The weather has remained just beautiful. Day after day of sunshine and, while the nights are cool, temperatures warm up to at least the high 50s, if not the mid 60s during the day.
We are determined not to waste a minute of this gorgeous weather and head off to a very popular local hike to the Looking Glass. It’s a huge granite pluton (geological speak for “big rock”) that can be seen from the Blue Ridge Parkway and is much-photographed. You can see a great picture of it on the Hike WNC website.
When we hiked John Rock on our first North Carolina hike in October, we passed the parking area for Looking Glass and noted the dozens of cars parked in the small lot and spilling out along the road. We decided then to hike it only mid-week. Good choice. We start out at about 10 a.m. and are only the fourth car in the parking lot, with another couple and their dog pulling in just as we head up the trail.
It’s still cool as we start but since there’s nearly 1,700 feet of elevation in a little over 3 miles, we warm up quickly. The trail is nowhere near as difficult as the Green Knob trail but it’s a nice little workout. We pass a few people coming down the trail as we head up and a younger couple resting on their way up.
When we pop out at the top, we get gorgeous views of the mountains along the Blue Ridge Parkway. Even better, at least from my point of view, we have the entire rock to ourselves for about 15 minutes before the couple we had passed and the couple with the dog appear. The woman with the dog says she wants to hold him up like in the Lion King, which would be very cute. She doesn’t, but it’s a nice moment.
Walt and I have had a nice snack and break and are ready to yield our prime viewing spot to the others.

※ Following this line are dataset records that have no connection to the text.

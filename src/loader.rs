// src/loader.rs
use log::{debug, warn};

use crate::config::{Mode, TableConfig};
use crate::data_source::{DataAdapter, QueryParams, Row};

/// Outcome of a load. Replaces the widget's row data and column names
/// wholesale; there is no partial update or caching across fetches.
#[derive(Debug, Clone, Default)]
pub struct LoadResult {
    pub rows: Vec<Row>,
    pub column_names: Vec<String>,
}

impl LoadResult {
    pub fn empty() -> Self {
        LoadResult::default()
    }
}

/// Load the configured data. Never fails: a missing identifier, a missing
/// provider, or any adapter error yields the empty result.
pub async fn load(adapter: &dyn DataAdapter, config: &TableConfig) -> LoadResult {
    match config.mode {
        Mode::Snapshot => load_snapshot(adapter, config).await,
        Mode::Live => load_live(adapter, config).await,
    }
}

async fn load_snapshot(adapter: &dyn DataAdapter, config: &TableConfig) -> LoadResult {
    let Some(cid) = config.cid() else {
        return LoadResult::empty();
    };
    match adapter.fetch_by_cid(cid).await {
        Ok(envelope) => {
            debug!("loaded snapshot {cid}: {} rows", envelope.rows.len());
            LoadResult {
                rows: envelope.rows,
                column_names: envelope.metadata.column_names,
            }
        }
        Err(err) => {
            warn!("snapshot fetch failed for {cid}: {err}");
            LoadResult::empty()
        }
    }
}

async fn load_live(adapter: &dyn DataAdapter, config: &TableConfig) -> LoadResult {
    let Some(data_source) = config.data_source else {
        return LoadResult::empty();
    };
    let params = QueryParams {
        data_source,
        query_id: config.query_id.clone(),
        api_endpoint: config.api_endpoint.clone(),
    };
    match adapter.fetch_by_query(&params).await {
        Ok(envelope) => {
            debug!(
                "loaded {} rows from {data_source}",
                envelope.rows.len()
            );
            LoadResult {
                rows: envelope.rows,
                column_names: envelope.metadata.column_names,
            }
        }
        Err(err) => {
            warn!("live query failed for {data_source}: {err}");
            LoadResult::empty()
        }
    }
}

#[cfg(test)]
mod tests {
    use super::*;
    use crate::config::{DataProvider, FileRef};
    use crate::data_source::{DataSourceError, TableEnvelope, TableMetadata};
    use async_trait::async_trait;
    use serde_json::json;
    use std::path::PathBuf;
    use std::sync::atomic::{AtomicUsize, Ordering};

    #[derive(Default)]
    struct MockAdapter {
        cid_calls: AtomicUsize,
        query_calls: AtomicUsize,
        fail: bool,
    }

    fn sample_envelope() -> TableEnvelope {
        let row = |a: i64, b: i64| {
            let mut row = Row::new();
            row.insert("a".to_string(), json!(a));
            row.insert("b".to_string(), json!(b));
            row
        };
        TableEnvelope {
            metadata: TableMetadata {
                column_names: vec!["a".to_string(), "b".to_string()],
            },
            rows: vec![row(1, 2), row(3, 4)],
        }
    }

    #[async_trait]
    impl DataAdapter for MockAdapter {
        async fn fetch_by_cid(&self, cid: &str) -> Result<TableEnvelope, DataSourceError> {
            self.cid_calls.fetch_add(1, Ordering::SeqCst);
            if self.fail {
                return Err(DataSourceError::SnapshotNotFound {
                    cid: cid.to_string(),
                    store: PathBuf::new(),
                });
            }
            Ok(sample_envelope())
        }

        async fn fetch_by_query(
            &self,
            _params: &QueryParams,
        ) -> Result<TableEnvelope, DataSourceError> {
            self.query_calls.fetch_add(1, Ordering::SeqCst);
            if self.fail {
                return Err(DataSourceError::MissingEndpoint);
            }
            Ok(sample_envelope())
        }
    }

    #[tokio::test]
    async fn snapshot_without_cid_skips_adapter() {
        let adapter = MockAdapter::default();
        let config = TableConfig {
            mode: Mode::Snapshot,
            ..TableConfig::default()
        };
        let result = load(&adapter, &config).await;
        assert!(result.rows.is_empty());
        assert!(result.column_names.is_empty());
        assert_eq!(adapter.cid_calls.load(Ordering::SeqCst), 0);
    }

    #[tokio::test]
    async fn live_without_provider_skips_adapter() {
        let adapter = MockAdapter::default();
        let config = TableConfig {
            mode: Mode::Live,
            data_source: None,
            ..TableConfig::default()
        };
        let result = load(&adapter, &config).await;
        assert!(result.rows.is_empty());
        assert_eq!(adapter.query_calls.load(Ordering::SeqCst), 0);
    }

    #[tokio::test]
    async fn live_success_populates_rows_and_columns() {
        let adapter = MockAdapter::default();
        let config = TableConfig {
            mode: Mode::Live,
            data_source: Some(DataProvider::Dune),
            query_id: "q1".to_string(),
            ..TableConfig::default()
        };
        let result = load(&adapter, &config).await;
        assert_eq!(result.column_names, vec!["a", "b"]);
        assert_eq!(result.rows.len(), 2);
        assert_eq!(adapter.query_calls.load(Ordering::SeqCst), 1);
    }

    #[tokio::test]
    async fn snapshot_failure_yields_empty() {
        let adapter = MockAdapter {
            fail: true,
            ..MockAdapter::default()
        };
        let config = TableConfig {
            mode: Mode::Snapshot,
            file: Some(FileRef {
                cid: "bafy".to_string(),
            }),
            ..TableConfig::default()
        };
        let result = load(&adapter, &config).await;
        assert!(result.rows.is_empty());
        assert!(result.column_names.is_empty());
        assert_eq!(adapter.cid_calls.load(Ordering::SeqCst), 1);
    }
}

As we head down, we pass about a dozen more people on their way up and congratulate ourselves for having timed it so perfectly.

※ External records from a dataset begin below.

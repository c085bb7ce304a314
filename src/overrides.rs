use log::{debug, info};
use serde::{de::DeserializeOwned, Serialize};
use serde_json::{Map, Value};
use std::{
    fs,
    path::{Path, PathBuf},
};

use crate::config::has_extension;
use crate::error::{DocsError, Result};

/// How a target document combines with an external partial document.
///
/// Fields listed in `keyed` are mappings merged key by key, incoming keys replacing existing
/// ones. Fields listed in `appended` are lists extended with the incoming entries. Every other
/// top-level field is replaced by the incoming value.
#[derive(Debug, Clone, Copy)]
pub struct MergeRules {
    pub target: &'static str,
    pub keyed: &'static [&'static str],
    pub appended: &'static [&'static str],
}

/// Read one override file. `.yml`/`.yaml` files are parsed as YAML, everything else as JSON.
/// The document must be a mapping.
pub fn load_override_file(path: &Path) -> Result<Map<String, Value>> {
    debug!("Reading override file {:?}", path);

    let content = fs::read_to_string(path).map_err(|source| DocsError::OverrideRead {
        path: path.to_path_buf(),
        source,
    })?;

    let parsed: std::result::Result<Value, String> = if has_extension(path, &["yml", "yaml"]) {
        serde_yaml::from_str(&content).map_err(|e| e.to_string())
    } else {
        serde_json::from_str(&content).map_err(|e| e.to_string())
    };

    match parsed {
        Ok(Value::Object(map)) => Ok(map),
        Ok(other) => Err(DocsError::OverrideParse {
            path: path.to_path_buf(),
            message: format!("expected a mapping at the top level, found {}", kind_of(&other)),
        }),
        Err(message) => Err(DocsError::OverrideParse {
            path: path.to_path_buf(),
            message,
        }),
    }
}

/// Merge `incoming` into `base` following `rules`.
pub fn merge_documents(base: &mut Map<String, Value>, incoming: Map<String, Value>, rules: &MergeRules) {
    for (key, value) in incoming {
        let key_str = key.as_str();

        if rules.keyed.iter().any(|k| *k == key_str) {
            if let (Some(Value::Object(existing)), Value::Object(entries)) = (base.get_mut(key_str), &value) {
                for (entry_key, entry) in entries {
                    existing.insert(entry_key.clone(), entry.clone());
                }
                continue;
            }
        } else if rules.appended.iter().any(|k| *k == key_str) {
            if let (Some(Value::Array(existing)), Value::Array(entries)) = (base.get_mut(key_str), &value) {
                existing.extend(entries.iter().cloned());
                continue;
            }
        }

        base.insert(key, value);
    }
}

/// Merge every override file, in order, into `document`. Later files win on conflicting keys.
/// A missing or malformed file aborts the merge.
pub fn merge_override_files<D>(document: D, files: &[PathBuf], rules: &MergeRules) -> Result<D>
where
    D: Serialize + DeserializeOwned,
{
    if files.is_empty() {
        return Ok(document);
    }

    let mut merged = match serde_json::to_value(&document)? {
        Value::Object(map) => map,
        _ => Map::new(),
    };

    for file in files {
        let incoming = load_override_file(file)?;
        debug!("Merging {} top-level fields from {:?}", incoming.len(), file);
        merge_documents(&mut merged, incoming, rules);
    }

    let document = serde_json::from_value(Value::Object(merged)).map_err(|source| {
        DocsError::OverrideShape {
            path: files.last().cloned().unwrap_or_default(),
            target: rules.target,
            source,
        }
    })?;

    info!("Merged {} override file(s)", files.len());
    Ok(document)
}

fn kind_of(value: &Value) -> &'static str {
    match value {
        Value::Null => "null",
        Value::Bool(_) => "a boolean",
        Value::Number(_) => "a number",
        Value::String(_) => "a string",
        Value::Array(_) => "a list",
        Value::Object(_) => "a mapping",
    }
}

#[cfg(test)]
mod tests {
    use super::*;
    use pretty_assertions::assert_eq;
    use serde::Deserialize;
    use serde_json::json;
    use tempfile::tempdir;

    const RULES: MergeRules = MergeRules {
        target: "test",
        keyed: &["paths", "definitions"],
        appended: &["item"],
    };

    #[derive(Debug, Serialize, Deserialize, PartialEq)]
    struct Doc {
        title: String,
        #[serde(default)]
        paths: Map<String, Value>,
        #[serde(default)]
        item: Vec<Value>,
    }

    fn object(value: Value) -> Map<String, Value> {
        match value {
            Value::Object(map) => map,
            _ => panic!("not an object"),
        }
    }

    #[test]
    fn test_merge_documents_rules() {
        let mut base = object(json!({
            "title": "base",
            "host": "a.example.com",
            "paths": { "/a": { "get": {} }, "/foo": { "get": { "summary": "old" } } },
            "item": [1]
        }));
        let incoming = object(json!({
            "title": "incoming",
            "paths": { "/foo": { "post": {} }, "/b": {} },
            "definitions": { "Widget": { "type": "object" } },
            "item": [2, 3]
        }));

        merge_documents(&mut base, incoming, &RULES);

        assert_eq!(
            Value::Object(base),
            json!({
                "title": "incoming",
                "host": "a.example.com",
                "paths": { "/a": { "get": {} }, "/foo": { "post": {} }, "/b": {} },
                "item": [1, 2, 3],
                "definitions": { "Widget": { "type": "object" } }
            })
        );
    }

    #[test]
    fn test_later_files_win() {
        let dir = tempdir().unwrap();
        let first = dir.path().join("first.json");
        let second = dir.path().join("second.yml");
        fs::write(
            &first,
            r#"{"title": "first", "paths": {"/foo": {"v": 1}, "/only-first": {}}}"#,
        )
        .unwrap();
        fs::write(&second, "paths:\n  /foo:\n    v: 2\n").unwrap();

        let doc = Doc {
            title: "base".to_string(),
            paths: Map::new(),
            item: Vec::new(),
        };
        let merged = merge_override_files(doc, &[first, second], &RULES).unwrap();

        assert_eq!(merged.title, "first");
        assert_eq!(merged.paths["/foo"], json!({ "v": 2 }));
        assert!(merged.paths.contains_key("/only-first"));
    }

    #[test]
    fn test_missing_file_is_fatal() {
        let dir = tempdir().unwrap();
        let doc = Doc {
            title: "base".to_string(),
            paths: Map::new(),
            item: Vec::new(),
        };

        let err = merge_override_files(doc, &[dir.path().join("absent.json")], &RULES).unwrap_err();
        assert!(matches!(err, DocsError::OverrideRead { .. }));
    }

    #[test]
    fn test_unparsable_file_is_fatal() {
        let dir = tempdir().unwrap();
        let broken = dir.path().join("broken.json");
        fs::write(&broken, "{ not json").unwrap();

        let err = load_override_file(&broken).unwrap_err();
        assert!(matches!(err, DocsError::OverrideParse { .. }));

        let list = dir.path().join("list.json");
        fs::write(&list, "[1, 2]").unwrap();
        let err = load_override_file(&list).unwrap_err();
        assert!(matches!(err, DocsError::OverrideParse { .. }));
    }

    #[test]
    fn test_shape_mismatch_is_fatal() {
        let dir = tempdir().unwrap();
        let file = dir.path().join("bad-title.json");
        fs::write(&file, r#"{"title": 42}"#).unwrap();
        let doc = Doc {
            title: "base".to_string(),
            paths: Map::new(),
            item: Vec::new(),
        };

        let err = merge_override_files(doc, &[file], &RULES).unwrap_err();
        assert!(matches!(err, DocsError::OverrideShape { target: "test", .. }));
    }
}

Sadly Dolly’s ice cream shop, which we so enjoyed after our John Rock hike, is not open mid-week in November so we stop at Ecusta Brewing for a beer instead.
A couple of days later (after a golf day), we head to the West Asheville River Arts District, a several-block area of converted warehouses where dozens of potters, glass blowers and other artists and artisans have studio and exhibit space. We wander in and out, taking a few cards of artists whose work we like enough to think we might want to purchase, when we have a house with our own walls someday.
The weather is holding so after another golf day, we head to South Carolina’s Caesars Head State Park for a nice 8 ½ mile loop hike of Raven Cliff Falls. The day is a bit overcast, but it’s still warm so we’re not worried. It’s only an hour or so drive to the park, through the town of Brevard and some mountains we haven’t been to before. I keep trying to find hikes that take us in different directions out of Asheville but also meet my requirements for a day hike: no less than 6 miles total and preferably 8-12 miles with at least 1,500 feet of elevation gain and a view, either of a waterfall or from the top of a mountain.
In addition to accessing various hiking websites, I have bought a hiking book, which is where I got directions for today’s hike.
We first head in along a beautiful old carriage road, looping gently up and down around the crest of a mountain before heading out to a lookout where we can see the falls. According to my book, Matthews Creek drops 420 feet over several levels to create one of the highest falls in the Southeast.
We turn around and head back up the trail a quarter of a mile to a junction where we will start to head down for the loop. There’s a family of four standing at the junction reading the sign nailed to a tree that warns it’s a strenuous, 4-hour hike with a major down and then back up to the ridge and not to start unless you have plenty of time, water and food. We have all of those and are not at all fazed by the sign. It’s not our previous to have the “down” part of the hike at the beginning and the “up” toward the end, but we’ve done these types of hikes before and we knew what we were getting into. The family has no intention of doing this hike, which is probably for the best, and look a bit shocked that we hadn’t even paused after reading the sign. “Good luck.” “Be safe.” They call after us as we wave.
It is a bit steep going into the gorge but it’s really not nearly as bad as Green Knob was. At the bottom, we cross the creek and immediately head back up. It gets pretty steep in some sections but it’s just about 2,000 feet of elevation gain. Again, less than Green Knob.
At one point, there’s a 120-foot tall rock wall above us. Happily for us, the trail verges to the right of it and we continue up pretty easily to the top of the falls. We cross the falls on a nice suspension bridge and then stop to eat our lunch – PB&J and chips – on the rocks near the falls before heading up some more and completing the loop and heading out.
As far as we’re concerned, two hikes in one week, both in good weather, in mid-November is a huge point in Asheville’s favor even if we can’t find any post-hike ice cream.